26.             Annex D provides detailed developments in financing while figure 7 presents a summary of financing for the entire fiscal year. There was significant shortfall in budget support loans due to non finalisation of trigger conditionalities by end-June 2002. Project inflows were approximately as per estimates. The shortfall in privatisation proceeds continued for the whole fiscal year on account of delays in finalisation of modalities that would allow the government to reduce its shareholding in previously privatised parastatal enterprises. The shortfall in foreign programme inflows was cushioned by lower than estimated amortisation of external debt, mainly due to the debt relief obtained from Paris Club VII which was over and above that committed at the HIPC Completion Point in November 2001.

 


Figure 7

 

 

 

 

 

 

 

 

 

 

 

 

27.             For the fiscal year 2001/02 programme grants were lower than estimated by Tsh 47 billion principally on account of lower than pledged disbursements from the UK, Ireland and the European Union.  Project grants remained below estimates reflecting a problem in capturing project grant disbursements through the exchequer. HIPC relief from multilateral financial institutions for the fiscal year remained in line with estimates. For the entire fiscal year, there was a shortfall of Tsh. 131 billion in budget support loans from IDA PSAC I and ADB SAL II. These shortfalls were due to the delays experienced in finalising the trigger conditionalities of these loans.

 

28.              Amortisation of debt for the fiscal year was below estimates principally on account of relief provided to Tanzania by creditors at the Paris Club VII after the HIPC Completion Point.
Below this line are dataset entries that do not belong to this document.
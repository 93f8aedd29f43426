use greeter::{compose, greet_to, Greeter, DESCRIPTION_LINE};

fn render(name: &str) -> String {
    let mut out = Vec::new();
    greet_to(name, &mut out).unwrap();
    String::from_utf8(out).unwrap()
}

#[test]
fn test_world_example() {
    assert_eq!(render("World"), "Hello, World!\nPythonのサンプルコードです。\n");
}

#[test]
fn test_first_line_contains_input() {
    for name in ["World", "Ferris", "", " ", "世界", "Zoë", "a\tb"] {
        let output = render(name);
        let first = output.split('\n').next().unwrap();
        assert!(first.contains(name), "first line {:?} misses {:?}", first, name);
        assert_eq!(first, format!("Hello, {}!", name));
    }
}

#[test]
fn test_second_line_is_constant() {
    let seconds: Vec<String> = ["World", "", "世界", "x".repeat(1024).as_str()]
        .iter()
        .map(|name| render(name).lines().nth(1).unwrap().to_string())
        .collect();

    assert!(seconds.iter().all(|line| line == DESCRIPTION_LINE));
}

#[test]
fn test_description_bytes_are_utf8() {
    let output = render("World");
    let bytes = output.as_bytes();
    let expected = DESCRIPTION_LINE.as_bytes();

    assert!(bytes.windows(expected.len()).any(|w| w == expected));
    assert!(std::str::from_utf8(bytes).is_ok());
}

#[test]
fn test_same_input_same_output() {
    assert_eq!(render("Ferris"), render("Ferris"));

    let mut greeter = Greeter::new(Vec::new());
    greeter.greet("Ferris").unwrap();
    greeter.greet("Ferris").unwrap();
    let output = String::from_utf8(greeter.into_inner()).unwrap();
    assert_eq!(output, render("Ferris").repeat(2));
}

#[test]
fn test_compose_matches_written_output() {
    assert_eq!(compose("World").to_string(), render("World"));
}
// Domain layer: the greeting model. No I/O here.

pub mod model;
Estimates included certain commitments that were written off at the HIPC Completion Point, representing a financial relief to the budget. This relief has helped cushion the fiscal impact of lower than estimated programme loans.

 

29.             Privatisation proceeds for the fiscal year were estimated at Tsh. 20 billion but no proceeds were realised for the entire fiscal year. This shortfall was on account of delays in finalisation of modalities that would allow the government to reduce its shareholding in previously privatised parastatal enterprises, particularly Tanzania Telecommunication Company Limited. The fiscal plan for 2001/02 had envisaged a borrowing of up to Tsh. 34 billion from domestic sources. In contrast the government increased its deposits by Tsh. 22 billion. However, in anticipation of programme inflows, the government had authorized budgeted expenditures for Ministries, Departments and Agencies in the fourth quarter. Expenditure commitments were made against these authorizations and a number of cheques written by June 2002 that had not cleared at the Bank of Tanzania by the end of the fiscal year. This means that the increase in government deposits of Tsh. 22 billion by end-June does not present an accurate picture of government operations in 2001/02. It is expected that in 2002/03 the commitments made by end-June 2002 and cheques written in 2001/02 but not cleared at the Bank of Tanzania, will impact negatively on the government financial position and will pose a significant challenge to budgetary execution in 2002/03.

 

30.             Notwithstanding the shortfalls in foreign budget support loans and grants the cash management system allowed for fully funding statutory and priority sector activities. Lower expenditures due to slow procurement process, coupled with strong revenue performance, meant that lower than estimated foreign inflows did not translate into domestic borrowing in 2001/02, and the fiscal situation continued to remain stable.